Re-Uptake Un-Inhibited

New Praxisoscope entry has been posted, after nearly six months of inactivity. If you haven't seen The Dark Knight, go add to Christopher Nolan's considerable wealth. Then come back and comment on my psuedo-Hegelian interpretation of the movie's themes.

And sentimentality aside, Ledger deserves a post-humous Oscar nomination for his performance. Damn good.

Godspeed.

Chronicles of Hopeful Posture

Welp, I just signed a lease here in Boston. Studio apartment w/ a lil' alcove action, lots of windows and dishwasher in a tiny kitchen. It's gonna cost me a small fortune, but it's nicer than anything else I saw in that price range, so I guess thats all good. It's only fair to chronicle a little of how I got to this point of commitment.

Monday night I flew the red-eye from Oakland to New York. I paid 30 bucks for an extra 18 inches of leg room, which was wise. PLus, Jet Blue has cable tv, so that wasn't so bad. Couple of hours lay over in JFK and then 1hr flight into boston, landing me an hour late @ 9:15am. So, I snagged a cab from the airport to Emily Johnson's (EJ's) place, showered quick-like and then went to my first apartment showing. Okay, but convenient location and all utilities included. Next apartment showing was a super dank basement unit. Really foul and nasty. Then I looked at getting a room in a big apartment w/ strangers. The apartment was nice and close to B/C, but I think that would be too risky. Dinner w/ EJ at a yummy german pub type place. Fell asleep @ 9pm that night, after being awake for...33 hours?

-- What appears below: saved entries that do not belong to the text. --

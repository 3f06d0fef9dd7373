//! Messaging service - WhatsApp send and receive use cases

use std::{fmt, sync::Arc};

use chrono::{DateTime, Utc};
use domain::{
    CoachingContext, CoachingMessageKind, InboundMessage, MessageEvent, MessageEventKind,
    OutboundMessageRequest, SendMessageOptions, SendResult,
};
use tracing::{debug, error, info, instrument};

use crate::{
    error::ApplicationError,
    error_mapper::map_error,
    ports::{InboundMessagePort, MessageGatewayPort},
};

/// Service for sending and receiving WhatsApp messages
pub struct MessagingService {
    gateway: Arc<dyn MessageGatewayPort>,
    inbound: Arc<dyn InboundMessagePort>,
    sender_address: String,
}

impl fmt::Debug for MessagingService {
    fn fmt(&self, f: &mut fmt::Formatter<'_>) -> fmt::Result {
        f.debug_struct("MessagingService")
            .field("sender_address", &self.sender_address)
            .finish_non_exhaustive()
    }
}

impl MessagingService {
    /// Create a new messaging service
    ///
    /// `sender_address` is our WhatsApp number; the `whatsapp:` scheme is
    /// added when missing.
    pub fn new(
        gateway: Arc<dyn MessageGatewayPort>,
        inbound: Arc<dyn InboundMessagePort>,
        sender_address: impl Into<String>,
    ) -> Self {
        Self {
            gateway,
            inbound,
            sender_address: sender_address.into(),
        }
    }

    /// Configured sender number
    pub fn sender_address(&self) -> &str {
        &self.sender_address
    }

    /// Validate options and build the provider request
    pub fn prepare(
        &self,
        options: &SendMessageOptions,
    ) -> Result<OutboundMessageRequest, ApplicationError> {
        options.validate()?;
        Ok(OutboundMessageRequest::build(options, &self.sender_address))
    }

    /// Send a message
    ///
    /// Validation failures are returned before the gateway is called.
    /// Gateway failures are mapped to a `WhatsAppError`; nothing is retried.
    #[instrument(skip(self, options), fields(to = %options.to))]
    pub async fn send(&self, options: &SendMessageOptions) -> Result<SendResult, ApplicationError> {
        let request = self.prepare(options)?;

        info!(
            to = %request.destination,
            from = %request.source_address,
            has_text = request.text.is_some(),
            has_media = options.media_url.as_deref().is_some_and(|u| !u.is_empty()),
            has_voice_memo = options.voice_memo_url.as_deref().is_some_and(|u| !u.is_empty()),
            scheduled = request.scheduled_at.is_some(),
            "Sending WhatsApp message"
        );

        match self.gateway.send(&request).await {
            Ok(result) => {
                info!(
                    message_sid = %result.provider_message_id,
                    status = %result.status,
                    to = %result.to,
                    from = %result.from,
                    "Message sent successfully"
                );
                self.track_message_event(&result.provider_message_id, MessageEventKind::Sent, None);
                Ok(result)
            },
            Err(e) => {
                let mapped = map_error(&e);
                error!(
                    error = %e,
                    provider_code = ?e.code,
                    kind = %mapped.kind,
                    "Error sending WhatsApp message"
                );
                Err(mapped.into())
            },
        }
    }

    /// Send one of the coaching templates
    #[instrument(skip(self, context), fields(user_id = %context.user_id, kind = %kind))]
    pub async fn send_coaching_message(
        &self,
        phone_number: &str,
        context: &CoachingContext,
        kind: CoachingMessageKind,
    ) -> Result<SendResult, ApplicationError> {
        let text = kind.render(context);
        self.send(&SendMessageOptions::text(phone_number, text)).await
    }

    /// Send an audio URL as a voice memo
    pub async fn send_voice_memo(
        &self,
        phone_number: &str,
        audio_url: &str,
    ) -> Result<SendResult, ApplicationError> {
        self.send(&SendMessageOptions::voice_memo(phone_number, audio_url))
            .await
    }

    /// Send a text message, optionally scheduled for later delivery
    pub async fn send_scheduled_message(
        &self,
        to: &str,
        message: &str,
        scheduled_time: Option<DateTime<Utc>>,
    ) -> Result<SendResult, ApplicationError> {
        let options = SendMessageOptions::text(to, message).scheduled_at(scheduled_time);
        let result = self.send(&options).await?;

        info!(
            message_sid = %result.provider_message_id,
            scheduled_time = ?scheduled_time,
            to = %result.to,
            "Scheduled message created"
        );

        Ok(result)
    }

    /// Record a message lifecycle event
    ///
    /// Events are logged only; there is no event store.
    pub fn track_message_event(
        &self,
        message_sid: &str,
        event: MessageEventKind,
        metadata: Option<serde_json::Value>,
    ) -> MessageEvent {
        let event = MessageEvent::now(message_sid, event, metadata);
        info!(
            message_sid = %event.message_sid,
            event = %event.event,
            timestamp = %event.timestamp.to_rfc3339(),
            metadata = ?event.metadata,
            "Message event"
        );
        event
    }

    /// Hand an inbound message to the processing hook
    #[instrument(skip(self, message), fields(message_sid = %message.provider_message_id))]
    pub async fn handle_inbound(&self, message: &InboundMessage) -> Result<(), ApplicationError> {
        debug!(
            from = %message.from,
            to = %message.to,
            media_count = message.media_count,
            "Processing inbound WhatsApp message"
        );
        self.inbound.on_message(message).await
    }
}
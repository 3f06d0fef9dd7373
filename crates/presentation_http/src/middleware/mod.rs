//! HTTP middleware

pub mod request_id;

pub use request_id::{REQUEST_ID_HEADER, RequestId, RequestIdLayer, RequestIdService};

Wednesday was meeting w/ BC profs. First was the director of the Grad program. He was somewhat helpful and pretty nice, but a slightly odd little fellow. Oh well, that's how philosophy types can be. He did introduce me to a nice prof named eileen sweeney who was working on Radical Orthodoxy for an article. I did my writing sample on Radical Orthodoxy's "founder," so we traded snarky remarks about his terrible writing. She was a delight and was very kind and welcoming. I'll be friends w/ her, I think. :) I looked at like 6 more apartments that afternoon. 2 were interesting, but only one had lots of windows. I said I was interested and the price was reasonable, so I filled out an application and wrote a deposit check. HERE GOES NUTHIN'!

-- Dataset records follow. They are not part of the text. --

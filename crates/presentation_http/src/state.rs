//! Application state shared across handlers

use std::sync::Arc;

use application::MessagingService;
use infrastructure::AppConfig;

/// Shared application state
#[derive(Debug, Clone)]
pub struct AppState {
    /// Send and receive use cases
    pub messaging_service: Arc<MessagingService>,
    /// Application configuration
    pub config: Arc<AppConfig>,
}
//! Route definitions

use axum::{
    Router,
    extract::DefaultBodyLimit,
    routing::{get, post},
};

use crate::{handlers, middleware::RequestIdLayer, state::AppState};

/// Create the main router with all routes
///
/// Tracing and CORS are added by the binary; request ids and the body
/// limit are part of the router.
pub fn create_router(state: AppState) -> Router {
    let body_limit = state.config.server.max_body_size_bytes;

    Router::new()
        .route("/health", get(handlers::health::health_check))
        .route("/api/whatsapp/send", post(handlers::whatsapp::send_message))
        .route("/api/whatsapp/webhook", post(handlers::whatsapp::handle_webhook))
        .route(
            "/api/whatsapp/coaching",
            post(handlers::whatsapp::send_coaching_message),
        )
        .layer(DefaultBodyLimit::max(body_limit))
        .layer(RequestIdLayer::new())
        .with_state(state)
}
//! FutureSelf WhatsApp gateway server
//!
//! Main entry point for the HTTP API server.

use std::{sync::Arc, time::Duration};

use application::MessagingService;
use axum::http::{HeaderValue, Method};
use infrastructure::{AppConfig, LoggingInboundHandler, TwilioGatewayAdapter, init_tracing};
use presentation_http::{routes, state::AppState};
use tokio::{net::TcpListener, signal};
use tower_http::{
    cors::{Any, CorsLayer},
    trace::TraceLayer,
};
use tracing::{info, warn};

#[tokio::main]
async fn main() -> anyhow::Result<()> {
    // Config errors are reported after tracing is up
    let loaded = AppConfig::load();
    let config = loaded.as_ref().cloned().unwrap_or_default();

    init_tracing(config.server.json_logs())?;

    if let Err(e) = &loaded {
        warn!("Failed to load config, using defaults: {}", e);
    }

    info!("FutureSelf gateway v{} starting...", env!("CARGO_PKG_VERSION"));
    info!(
        environment = %config.environment(),
        host = %config.server.host,
        port = %config.server.port,
        twilio = ?config.twilio,
        "Configuration loaded"
    );

    let missing = config.twilio.missing_settings();
    if !missing.is_empty() {
        warn!(missing = ?missing, "Twilio credentials incomplete; sends will fail");
    }
    if !config.twilio.signature_required {
        warn!("Twilio webhook signature verification is disabled");
    }

    let gateway = TwilioGatewayAdapter::new(config.twilio.client_config())
        .map_err(|e| anyhow::anyhow!("Failed to initialize Twilio client: {e}"))?;

    let messaging_service = MessagingService::new(
        Arc::new(gateway),
        Arc::new(LoggingInboundHandler::new()),
        config.twilio.sender_number(),
    );

    let cors_layer = cors_layer(&config);
    let addr = config.server.bind_address();
    let shutdown_timeout = Duration::from_secs(config.server.shutdown_timeout_secs.unwrap_or(30));

    let state = AppState {
        messaging_service: Arc::new(messaging_service),
        config: Arc::new(config),
    };

    let app = routes::create_router(state)
        .layer(TraceLayer::new_for_http())
        .layer(cors_layer);

    let listener = TcpListener::bind(&addr).await?;
    info!("Server listening on http://{}", addr);

    axum::serve(listener, app)
        .with_graceful_shutdown(shutdown_signal(shutdown_timeout))
        .await?;

    info!("Server shutdown complete");

    Ok(())
}

/// Permissive in development, `server.allowed_origins` only in production
fn cors_layer(config: &AppConfig) -> CorsLayer {
    if !config.is_production() {
        return CorsLayer::new()
            .allow_origin(Any)
            .allow_methods(Any)
            .allow_headers(Any);
    }

    let origins: Vec<HeaderValue> = config
        .server
        .allowed_origins
        .iter()
        .filter_map(|o| o.parse().ok())
        .collect();

    CorsLayer::new()
        .allow_origin(origins)
        .allow_methods([Method::GET, Method::POST])
        .allow_headers(Any)
}

/// Wait for SIGINT or SIGTERM
async fn shutdown_signal(timeout: Duration) {
    let ctrl_c = async {
        if let Err(e) = signal::ctrl_c().await {
            tracing::error!("Failed to install Ctrl+C handler: {}", e);
        }
    };

    #[cfg(unix)]
    let terminate = async {
        match signal::unix::signal(signal::unix::SignalKind::terminate()) {
            Ok(mut signal) => {
                signal.recv().await;
            },
            Err(e) => {
                tracing::error!("Failed to install SIGTERM handler: {}", e);
                std::future::pending::<()>().await;
            },
        }
    };

    #[cfg(not(unix))]
    let terminate = std::future::pending::<()>();

    tokio::select! {
        () = ctrl_c => info!("Received Ctrl+C, shutting down"),
        () = terminate => info!("Received SIGTERM, shutting down"),
    }

    info!("Waiting up to {:?} for connections to close...", timeout);
}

Last night Emily and a couple her friends took me to cambridge, which was beautiful and very fancy. We went into a bookstore, or as I like to call them, "money stealing dispensers of printed-paper guilt." I got some stuff... Then dinner and then some bar. EJ's friends are pretty funny. Smart folks.

Today I met w/ a financial aid advisor, who painted a more encouraging picture of my loan eligibility than I had apprised for myself. So that's good...or atleast as good as 22 grand in debt can be. Then it was off to meet my new landlord, who was a kindly-but-no-nonsense eastern european lady in her 60's. She was interested in theology, so I recommended a book or two. I think we'll be friends too. I wonder if she makes yummy pastries...

Now I owe them a god-awful amount of money. Mom and dad are helping, but I'm scared shitless by this living-on-pure-debt thing. And I'm stuck w/ it for a while. God will provide, cuz this is the only thing I can see myself doing right now and ... well, He'd better or else....you know.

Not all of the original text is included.